** Problem requirements **
Only a number is expected: how many lines in the entries that follow contain the word "Some"?

** Collected data entries **
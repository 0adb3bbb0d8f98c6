use std::sync::Arc;

use axum::{
    extract::{Path, State},
    http::StatusCode,
    Extension, Json,
};
use axum_derive_error::ErrorResponse;
use common::{config::Config, s3::ConfiguredClient};
use db::{
    file, idea, student, ActiveModelTrait, ActiveValue, DatabaseConnection, DbErr, EntityTrait,
};
use derive_more::{Display, Error, From};

use super::FileData;
use crate::auth::AuthenticatedStudentId;

/// Errors that may occur during the file details request handling.
#[derive(ErrorResponse, Display, From, Error)]
pub(super) enum DetailsError {
    /// Database-related error.
    DatabaseError(DbErr),

    /// Object storage error.
    StorageError(common::s3::Error),

    #[status(StatusCode::NOT_FOUND)]
    #[display(fmt = "File not found")]
    FileNotFound,

    #[status(StatusCode::NOT_FOUND)]
    #[display(fmt = "Student not found")]
    StudentNotFound,

    #[status(StatusCode::FORBIDDEN)]
    #[display(fmt = "Access denied: You are not in this team")]
    AccessDenied,
}

/// File details handler.
///
/// Pre-signed URLs expire, so a missing `public_url` is regenerated
/// on read and persisted for subsequent requests.
pub(super) async fn details(
    State(db): State<Arc<DatabaseConnection>>,
    Extension(config): Extension<Arc<Config>>,
    Extension(student_id): Extension<AuthenticatedStudentId>,
    Path(file_id): Path<i64>,
) -> Result<Json<FileData>, DetailsError> {
    let student = student::Entity::find_by_id(student_id.id())
        .one(&*db)
        .await?
        .ok_or(DetailsError::StudentNotFound)?;

    let mut file = file::Entity::find_by_id(file_id)
        .one(&*db)
        .await?
        .ok_or(DetailsError::FileNotFound)?;

    let owning_team_id = match (file.team_id, file.idea_id) {
        (Some(team_id), _) => team_id,
        (None, Some(idea_id)) => {
            idea::Entity::find_by_id(idea_id)
                .one(&*db)
                .await?
                .ok_or(DetailsError::FileNotFound)?
                .team_id
        }
        (None, None) => return Err(DetailsError::FileNotFound),
    };

    if student.team_id != Some(owning_team_id) {
        return Err(DetailsError::AccessDenied);
    }

    if file.public_url.is_none() {
        let public_url = ConfiguredClient::new(&config.storage)
            .await
            .get_file(&file.storage_key)
            .await?
            .uri()
            .to_string();

        file = file::ActiveModel {
            id: ActiveValue::Unchanged(file.id),
            public_url: ActiveValue::Set(Some(public_url)),
            ..Default::default()
        }
        .update(&*db)
        .await?;
    }

    Ok(Json(file.into()))
}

** Output below **
4